Andrew Papanikitas's quoted figure of 1-2 deaths per 1,000 measles cases seems rather high, and does not as far as I am able to ascertain reflect the conditions in 1988 when MMR was introduced in the UK. I do not have official figures for measles incidence, but I quote the health minister of that time Edwina Currie's remarks to Panorama 'Every Parent's Choice' in 1998:
"We had 47,000 cases the year before [1987], we were heading for 80,000 cases in 1988. Measles is a killer. In fact in 1988 we lost 15 children who were killed by measles, all of whom were preventable, and we felt that the case was overwhelming for having a go." [1]

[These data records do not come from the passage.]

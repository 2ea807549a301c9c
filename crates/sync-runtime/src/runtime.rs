//! Startup and shutdown of the sync pipeline.

use std::io;
use std::path::PathBuf;
use std::sync::Arc;

use ls_01_link_client::{LinkClient, LinkError, PendingStatsSnapshot};
use ls_02_scene_builder::{LinkSceneHost, SceneBuilder};
use ls_03_folder_watch::{
    ChangeRouter, FolderWatcher, InMemoryKnownImages, RouterStatsSnapshot, WatchError,
};
use sync_telemetry::metrics::{
    observe_total, FILE_EVENTS_FAILED, FILE_EVENTS_HANDLED, FILE_EVENTS_IGNORED, LINK_CALLS,
    LINK_CANCELLED, LINK_DISCARDED, LINK_PENDING, LINK_REPLIES, LINK_TIMEOUTS,
    OBJECTS_CONSTRUCTED, OBJECTS_NOT_UPDATABLE, OBJECTS_REFRESHED,
};
use thiserror::Error;
use tokio::sync::watch;
use tokio::task::JoinHandle;
use tracing::{debug, error, info, warn};

use crate::config::RuntimeConfig;

/// Startup failures.
#[derive(Debug, Error)]
pub enum RuntimeError {
    #[error("cannot connect to {endpoint}: {source}")]
    Connect {
        endpoint: String,
        #[source]
        source: LinkError,
    },

    #[error("cannot prepare watch folder {path}: {source}")]
    WatchDir {
        path: PathBuf,
        #[source]
        source: io::Error,
    },

    #[error(transparent)]
    Watch(#[from] WatchError),
}

/// Copy link and router counters into the Prometheus registry.
pub fn mirror_metrics(link: PendingStatsSnapshot, pending: usize, routed: RouterStatsSnapshot) {
    observe_total(&LINK_CALLS, link.registered);
    observe_total(&LINK_REPLIES, link.completed);
    observe_total(&LINK_TIMEOUTS, link.timeouts);
    observe_total(&LINK_CANCELLED, link.cancelled);
    observe_total(&LINK_DISCARDED, link.discarded);
    LINK_PENDING.set(pending as i64);

    observe_total(&OBJECTS_CONSTRUCTED, routed.constructed);
    observe_total(&OBJECTS_REFRESHED, routed.updated);
    observe_total(&OBJECTS_NOT_UPDATABLE, routed.not_updatable);
    observe_total(&FILE_EVENTS_HANDLED, routed.handled);
    observe_total(&FILE_EVENTS_FAILED, routed.failed);
    observe_total(&FILE_EVENTS_IGNORED, routed.ignored);
}

/// The running synchronizer: one link, one watcher, one router.
pub struct SyncRuntime {
    config: RuntimeConfig,
    client: Arc<LinkClient>,
    router: Arc<ChangeRouter>,
    watcher: Option<FolderWatcher>,
    router_task: Option<JoinHandle<()>>,
    metrics_task: Option<JoinHandle<()>>,
    shutdown_tx: watch::Sender<bool>,
}

impl SyncRuntime {
    /// Runtime talking to `config.link.endpoint` over WebSocket.
    pub fn new(config: RuntimeConfig) -> Self {
        let client = Arc::new(LinkClient::websocket(config.link.clone()));
        Self::with_client(config, client)
    }

    /// Runtime over an already built client.
    pub fn with_client(config: RuntimeConfig, client: Arc<LinkClient>) -> Self {
        let host = Arc::new(LinkSceneHost::new(Arc::clone(&client)));
        let scene = Arc::new(SceneBuilder::new(host, config.scene.clone()));
        let router = Arc::new(ChangeRouter::new(
            scene,
            Arc::new(InMemoryKnownImages::new()),
            config.router,
        ));
        let (shutdown_tx, _) = watch::channel(false);

        Self {
            config,
            client,
            router,
            watcher: None,
            router_task: None,
            metrics_task: None,
            shutdown_tx,
        }
    }

    pub fn client(&self) -> &Arc<LinkClient> {
        &self.client
    }

    pub fn router(&self) -> &Arc<ChangeRouter> {
        &self.router
    }

    /// Connect, then start watching and routing.
    ///
    /// A failed connection is returned before anything else starts.
    pub async fn start(&mut self) -> Result<(), RuntimeError> {
        info!("===========================================");
        info!("  image-sync v{}", env!("CARGO_PKG_VERSION"));
        info!("===========================================");

        let endpoint = self.config.link.endpoint.clone();
        self.client
            .connect()
            .await
            .map_err(|source| RuntimeError::Connect {
                endpoint: endpoint.clone(),
                source,
            })?;
        info!(endpoint = %endpoint, "Connected to host");

        let dir = &self.config.watch_dir;
        tokio::fs::create_dir_all(dir)
            .await
            .map_err(|source| RuntimeError::WatchDir {
                path: dir.clone(),
                source,
            })?;
        let dir = std::path::absolute(dir).map_err(|source| RuntimeError::WatchDir {
            path: dir.clone(),
            source,
        })?;

        let (watcher, events) = FolderWatcher::start(&dir, self.config.watch.clone())?;
        self.watcher = Some(watcher);
        self.router_task = Some(tokio::spawn(Arc::clone(&self.router).run(events)));
        self.metrics_task = Some(self.spawn_metrics_mirror());

        info!(
            dir = %dir.display(),
            timeout_ms = self.config.link.call_timeout_ms,
            lookup_depth = self.config.scene.lookup_depth,
            "Sync running"
        );
        Ok(())
    }

    fn spawn_metrics_mirror(&self) -> JoinHandle<()> {
        let client = Arc::clone(&self.client);
        let router = Arc::clone(&self.router);
        let mut shutdown = self.shutdown_tx.subscribe();
        let period = self.config.metrics_interval;

        tokio::spawn(async move {
            let mut tick = tokio::time::interval(period);
            loop {
                tokio::select! {
                    _ = shutdown.changed() => break,
                    _ = tick.tick() => {
                        mirror_metrics(client.stats(), client.pending_count(), router.stats());
                    }
                }
            }
        })
    }

    /// Shut down gracefully.
    ///
    /// ## Shutdown Sequence
    ///
    /// 1. Stop the watcher, which ends the event stream
    /// 2. Wait for the router to finish events already in flight
    /// 3. Close the link
    /// 4. Publish and log the final counters
    pub async fn shutdown(mut self) {
        info!("Initiating graceful shutdown...");

        if let Err(e) = self.shutdown_tx.send(true) {
            // No metrics task was started.
            debug!(error = %e, "No shutdown listeners");
        }

        if let Some(watcher) = self.watcher.take() {
            watcher.stop().await;
        }
        if let Some(task) = self.router_task.take() {
            if let Err(e) = task.await {
                error!(error = %e, "Router task ended abnormally");
            }
        }
        if let Some(task) = self.metrics_task.take() {
            if let Err(e) = task.await {
                warn!(error = %e, "Metrics task ended abnormally");
            }
        }

        self.client.close().await;

        let link = self.client.stats();
        let routed = self.router.stats();
        mirror_metrics(link, self.client.pending_count(), routed);
        info!(
            calls = link.registered,
            replies = link.completed,
            timeouts = link.timeouts,
            cancelled = link.cancelled,
            discarded = link.discarded,
            constructed = routed.constructed,
            updated = routed.updated,
            not_updatable = routed.not_updatable,
            failed = routed.failed,
            "Final metrics"
        );
        info!("Shutdown complete");
    }
}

This is quite confusing but the official death toll in 1987 for measles was 6 [2], which on the Currie figure of 47,000 cases gives a death rate of just over 1 in 8,000. Edwina only gives the projected figure for 1988, but 1988 was presumably the first year to benefit from MMR, and yet the death toll went up to 15 (16 according to official figures [2]). Of course, we had monovalent vaccination against measles in 1987. Nor is there information about how many cases and how many of the fatalities were vaccinated in each instance, and with what.
None of this, however, substantiates 1-2 deaths per 1,000. Is it not remarkable how difficult real information is to get hold of?
[2] National Statistical Office CD ROM 'Twentieth Century Mortality' - England & Wales.